--- a/src/proto2/Physics.cc Thu Nov 20 23:20:00 2008 +0000
+++ b/src/proto2/Physics.cc Thu Nov 20 23:45:33 2008 +0000
@@ -4,9 +4,12 @@
#include <algorithm>
#include <functional>
+#include <cmath>
PhysicsWorld::PhysicsWorld (Vector gravity, Vector dimensions)
- : tick_timer(PHYSICS_TICK_MS), gravity(gravity), dimensions(dimensions) {
+ : tick_timer(PHYSICS_TICK_MS), gravity(gravity), dimensions(dimensions), terrain(dimensions.x, std::vector<TerrainType>(dimensions.y, EMPTY)) {
+
+ generateTerrain(1337);
slots.connect(tick_timer.sig_timer(), this, &PhysicsWorld::tick);
tick_timer.enable();
@@ -19,9 +22,9 @@
void PhysicsWorld::tick () {
// Engine::log(DEBUG, "physics.apply_force") << "*tick*";
- for (std::vector<PhysicsObject*>::iterator i = objects.begin(); i != objects.end(); i++) {
- (*i)->tick();
- }
+ for (std::vector<PhysicsObject*>::iterator i = objects.begin(); i != objects.end(); i++) {
+ (*i)->tick();
+ }
}
PhysicsObject::PhysicsObject (PhysicsWorld &world, float mass, Vector position, Vector velocity)
@@ -29,74 +32,142 @@
world.addObject(this);
}
-
-void PhysicsObject::updatePosition () {
- // Check if the player is moving on the ground
- /*if (this->velocity.y == 0 && (position.y >= world.dimensions.y - 3)) {
- position.x += 50 * velocity.x * (PHYSICS_TICK_MS / 1000.0);
- velocity.x = 0;
- return;
- }*/
+/**
+ * Updates object speed and position.

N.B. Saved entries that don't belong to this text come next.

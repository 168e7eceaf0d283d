use rayon::prelude::*;

use super::{AxisKind, CoreError, Dimensions, PixelType, Position, Result};

/// Samples of one plane, row-major.
#[derive(Debug, Clone, PartialEq)]
pub enum PixelBuffer {
    U8(Vec<u8>),
    U16(Vec<u16>),
    F32(Vec<f32>),
}

impl PixelBuffer {
    pub fn zeroed(pixel_type: PixelType, len: usize) -> Self {
        match pixel_type {
            PixelType::U8 => PixelBuffer::U8(vec![0; len]),
            PixelType::U16 => PixelBuffer::U16(vec![0; len]),
            PixelType::F32 => PixelBuffer::F32(vec![0.0; len]),
        }
    }

    /// Buffer with every sample set to `value`, saturated to the sample type.
    pub fn filled(pixel_type: PixelType, len: usize, value: f64) -> Self {
        match pixel_type {
            PixelType::U8 => PixelBuffer::U8(vec![saturate_u8(value); len]),
            PixelType::U16 => PixelBuffer::U16(vec![saturate_u16(value); len]),
            PixelType::F32 => PixelBuffer::F32(vec![value as f32; len]),
        }
    }

    pub fn pixel_type(&self) -> PixelType {
        match self {
            PixelBuffer::U8(_) => PixelType::U8,
            PixelBuffer::U16(_) => PixelType::U16,
            PixelBuffer::F32(_) => PixelType::F32,
        }
    }

    pub fn len(&self) -> usize {
        match self {
            PixelBuffer::U8(values) => values.len(),
            PixelBuffer::U16(values) => values.len(),
            PixelBuffer::F32(values) => values.len(),
        }
    }

    pub fn is_empty(&self) -> bool {
        self.len() == 0
    }

    pub fn get(&self, index: usize) -> Option<f64> {
        match self {
            PixelBuffer::U8(values) => values.get(index).map(|v| f64::from(*v)),
            PixelBuffer::U16(values) => values.get(index).map(|v| f64::from(*v)),
            PixelBuffer::F32(values) => values.get(index).map(|v| f64::from(*v)),
        }
    }

    /// Writes one sample, saturating to the sample type. Returns false when out of bounds.
    pub fn set(&mut self, index: usize, value: f64) -> bool {
        match self {
            PixelBuffer::U8(values) => values
                .get_mut(index)
                .map(|slot| *slot = saturate_u8(value))
                .is_some(),
            PixelBuffer::U16(values) => values
                .get_mut(index)
                .map(|slot| *slot = saturate_u16(value))
                .is_some(),
            PixelBuffer::F32(values) => values
                .get_mut(index)
                .map(|slot| *slot = value as f32)
                .is_some(),
        }
    }

    pub fn to_f32_vec(&self) -> Vec<f32> {
        match self {
            PixelBuffer::U8(values) => values.iter().map(|v| f32::from(*v)).collect(),
            PixelBuffer::U16(values) => values.iter().map(|v| f32::from(*v)).collect(),
            PixelBuffer::F32(values) => values.clone(),
        }
    }

    /// Converts raw samples into a buffer of `pixel_type`, saturating integers.
    pub fn from_f32(pixel_type: PixelType, values: &[f32]) -> Self {
        match pixel_type {
            PixelType::U8 => {
                PixelBuffer::U8(values.iter().map(|v| saturate_u8(f64::from(*v))).collect())
            }
            PixelType::U16 => {
                PixelBuffer::U16(values.iter().map(|v| saturate_u16(f64::from(*v))).collect())
            }
            PixelType::F32 => PixelBuffer::F32(values.to_vec()),
        }
    }

    pub fn min_max(&self) -> Option<(f64, f64)> {
        let mut iter = (0..self.len()).filter_map(|index| self.get(index));
        let first = iter.next()?;
        Some(iter.fold((first, first), |(min, max), value| {
            (min.min(value), max.max(value))
        }))
    }
}

fn saturate_u8(value: f64) -> u8 {
    value.round().clamp(0.0, f64::from(u8::MAX)) as u8
}

fn saturate_u16(value: f64) -> u16 {
    value.round().clamp(0.0, f64::from(u16::MAX)) as u16
}

/// Flat, channel-fastest sequence of planes.
///
/// Plane `c + z * channels + t * channels * slices` holds `(c, z, t)`.
#[derive(Debug, Clone, PartialEq)]
pub struct PixelStore {
    dims: Dimensions,
    pixel_type: PixelType,
    planes: Vec<PixelBuffer>,
}

impl PixelStore {
    pub fn new(dims: Dimensions, pixel_type: PixelType, planes: Vec<PixelBuffer>) -> Result<Self> {
        if planes.len() != dims.plane_count() {
            return Err(CoreError::DimensionMismatch {
                channels: dims.channels,
                slices: dims.slices,
                frames: dims.frames,
                plane_count: planes.len(),
            });
        }
        let store = Self {
            dims,
            pixel_type,
            planes: Vec::new(),
        };
        for plane in &planes {
            store.check_buffer(plane)?;
        }
        Ok(Self { planes, ..store })
    }

    pub fn filled(dims: Dimensions, pixel_type: PixelType, value: f64) -> Self {
        let plane = PixelBuffer::filled(pixel_type, dims.plane_len(), value);
        Self {
            dims,
            pixel_type,
            planes: vec![plane; dims.plane_count()],
        }
    }

    pub fn dimensions(&self) -> Dimensions {
        self.dims
    }

    pub fn pixel_type(&self) -> PixelType {
        self.pixel_type
    }

    pub fn create_empty(&self) -> PixelBuffer {
        PixelBuffer::zeroed(self.pixel_type, self.dims.plane_len())
    }

    pub fn check_buffer(&self, buffer: &PixelBuffer) -> Result<()> {
        let expected_len = self.dims.plane_len();
        if buffer.pixel_type() != self.pixel_type || buffer.len() != expected_len {
            return Err(CoreError::TypeMismatch {
                expected_type: self.pixel_type,
                expected_len,
                actual_type: buffer.pixel_type(),
                actual_len: buffer.len(),
            });
        }
        Ok(())
    }

    pub fn pixels(&self, position: &Position) -> Result<&PixelBuffer> {
        let index = self.dims.flat_index(position)?;
        Ok(&self.planes[index])
    }

    pub fn plane(&self, channel: usize, slice: usize, frame: usize) -> Result<&PixelBuffer> {
        let index = self.dims.plane_index(channel, slice, frame)?;
        Ok(&self.planes[index])
    }

    pub fn set_pixels(&mut self, position: &Position, buffer: PixelBuffer) -> Result<()> {
        let index = self.dims.flat_index(position)?;
        self.check_buffer(&buffer)?;
        self.planes[index] = buffer;
        Ok(())
    }

    pub fn pixel(&self, position: &Position) -> Result<f64> {
        let plane = self.pixels(position)?;
        let offset = position.x + position.y * self.dims.width;
        plane.get(offset).ok_or(CoreError::OutOfRange {
            axis: AxisKind::X,
            index: position.x,
            size: self.dims.width,
        })
    }

    pub fn set_pixel(&mut self, position: &Position, value: f64) -> Result<()> {
        let index = self.dims.flat_index(position)?;
        let offset = position.x + position.y * self.dims.width;
        if self.planes[index].set(offset, value) {
            Ok(())
        } else {
            Err(CoreError::OutOfRange {
                axis: AxisKind::X,
                index: position.x,
                size: self.dims.width,
            })
        }
    }

    pub fn planes(&self) -> &[PixelBuffer] {
        &self.planes
    }

    pub fn into_planes(self) -> Vec<PixelBuffer> {
        self.planes
    }

    /// Inserts one hyperplane at `at` along `axis`.
    ///
    /// `buffers` holds the new planes in flat order of the grown stack. The
    /// stack is rebuilt from the index formula, so every existing plane keeps
    /// its `(c, z, t)` (shifted by one along `axis` when at or past `at`).
    pub fn insert_slices(
        &mut self,
        axis: AxisKind,
        at: usize,
        buffers: Vec<PixelBuffer>,
    ) -> Result<()> {
        if !axis.is_expandable() {
            return Err(CoreError::NotExpandable(axis));
        }
        let old_size = self.dims.size(axis);
        if at > old_size {
            return Err(CoreError::OutOfRange {
                axis,
                index: at,
                size: old_size + 1,
            });
        }
        let grown = self.dims.with_size(axis, old_size + 1);
        let inserted = grown.plane_count() - self.dims.plane_count();
        let supplied = self.dims.plane_count() + buffers.len();
        let mismatch = || CoreError::DimensionMismatch {
            channels: grown.channels,
            slices: grown.slices,
            frames: grown.frames,
            plane_count: supplied,
        };
        if buffers.len() != inserted {
            return Err(mismatch());
        }
        for buffer in &buffers {
            self.check_buffer(buffer)?;
        }

        // Resolve every source before touching the planes so a failure leaves
        // the store intact.
        let mut fresh = buffers.into_iter();
        let mut sources = Vec::with_capacity(grown.plane_count());
        for position in grown.planes() {
            let index = position.get(axis);
            let source = if index == at {
                PlaneSource::Fresh(fresh.next().ok_or_else(mismatch)?)
            } else if index > at {
                PlaneSource::Old(self.dims.flat_index(&position.with(axis, index - 1))?)
            } else {
                PlaneSource::Old(self.dims.flat_index(&position)?)
            };
            sources.push(source);
        }

        let mut old_planes = std::mem::take(&mut self.planes);
        let planes = sources
            .into_iter()
            .map(|source| match source {
                PlaneSource::Fresh(buffer) => buffer,
                // Each old plane is referenced exactly once.
                PlaneSource::Old(flat) => {
                    std::mem::replace(&mut old_planes[flat], PixelBuffer::U8(Vec::new()))
                }
            })
            .collect();
        self.planes = planes;
        self.dims = grown;
        Ok(())
    }

    pub fn swap_channels(&mut self, first: usize, second: usize) -> Result<()> {
        self.dims.plane_index(first, 0, 0)?;
        self.dims.plane_index(second, 0, 0)?;
        for frame in 0..self.dims.frames {
            for slice in 0..self.dims.slices {
                let a = self.dims.plane_index(first, slice, frame)?;
                let b = self.dims.plane_index(second, slice, frame)?;
                self.planes.swap(a, b);
            }
        }
        Ok(())
    }

    /// Minimum and maximum sample over every plane of `channel`.
    pub fn channel_min_max(&self, channel: usize) -> Result<Option<(f64, f64)>> {
        self.dims.plane_index(channel, 0, 0)?;
        let channels = self.dims.channels;
        let range = self
            .planes
            .par_iter()
            .enumerate()
            .filter(|(index, _)| index % channels == channel)
            .filter_map(|(_, plane)| plane.min_max())
            .reduce_with(|(min_a, max_a), (min_b, max_b)| (min_a.min(min_b), max_a.max(max_b)));
        Ok(range)
    }
}

enum PlaneSource {
    Old(usize),
    Fresh(PixelBuffer),
}
/// Advisory, non-blocking lock guarding batch operations on one image.
///
/// Acquiring never waits: a held lock makes `try_lock` return false and the
/// caller reports the image as busy.
#[derive(Debug, Clone, Default, PartialEq, Eq)]
pub struct BusyLock {
    owner: Option<String>,
}

impl BusyLock {
    pub fn try_lock(&mut self, owner: &str) -> bool {
        if self.owner.is_some() {
            return false;
        }
        self.owner = Some(owner.to_string());
        true
    }

    /// Releases the lock if `owner` holds it.
    pub fn unlock(&mut self, owner: &str) -> bool {
        if self.owner.as_deref() == Some(owner) {
            self.owner = None;
            return true;
        }
        false
    }

    pub fn is_locked(&self) -> bool {
        self.owner.is_some()
    }

    pub fn owner(&self) -> Option<&str> {
        self.owner.as_deref()
    }
}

This function organises force
+ * integration and collision detection.
+ */
+void PhysicsObject::updatePosition () {
+ // Add gravity to the force queue
+ forceq.push(world.gravity);
+
+ // Go trough every force in the queue
+ // TODO: It might be possible to optimize by adding forces together
+ Force total;
+ posAfterTick = position;
+ velAfterTick = velocity;
+ while (!forceq.empty()) {
+ total += forceq.front();
+ forceq.pop();
+ // Engine::log(DEBUG, "PhysicsObject.updatePosition") << "Current position: " << posAfterTick;
+ }
+ integrate(total, PHYSICS_TICK_MS);
- // If not moving on the ground, apply normal physics
+ Vector newPosition = posAfterTick /*+ (velAfterTick * PHYSICS_TICK_MS)/1000*/;
+ this->velocity = velAfterTick;
+ //Engine::log(DEBUG, "PhysicsObject.updatePosition") << "Nopeus: "<<this->velocity;
+ /*
+ this->velocity += world.gravity * (PHYSICS_TICK_MS / 1000.0);
- // Calculate gravity's influence on the velocity vector
- this->velocity += world.gravity * (PHYSICS_TICK_MS / 1000.0);
-
Vector newPosition = position + velocity * (PHYSICS_TICK_MS / 1000.0);
+ */
//TODO Handle the object as a square or a polygon
-
-// Engine::log(DEBUG, "physics.update_position") << "position=" << newPosition << ", velocity=" << velocity;
bool collided = false;
-
- if (newPosition.x < 0 || (newPosition.x > world.dimensions.x)) {
- // CRASH!
- this->velocity.x *= -0.5;
-
- // If the velocity drops under some fixed constant we decide it is zero.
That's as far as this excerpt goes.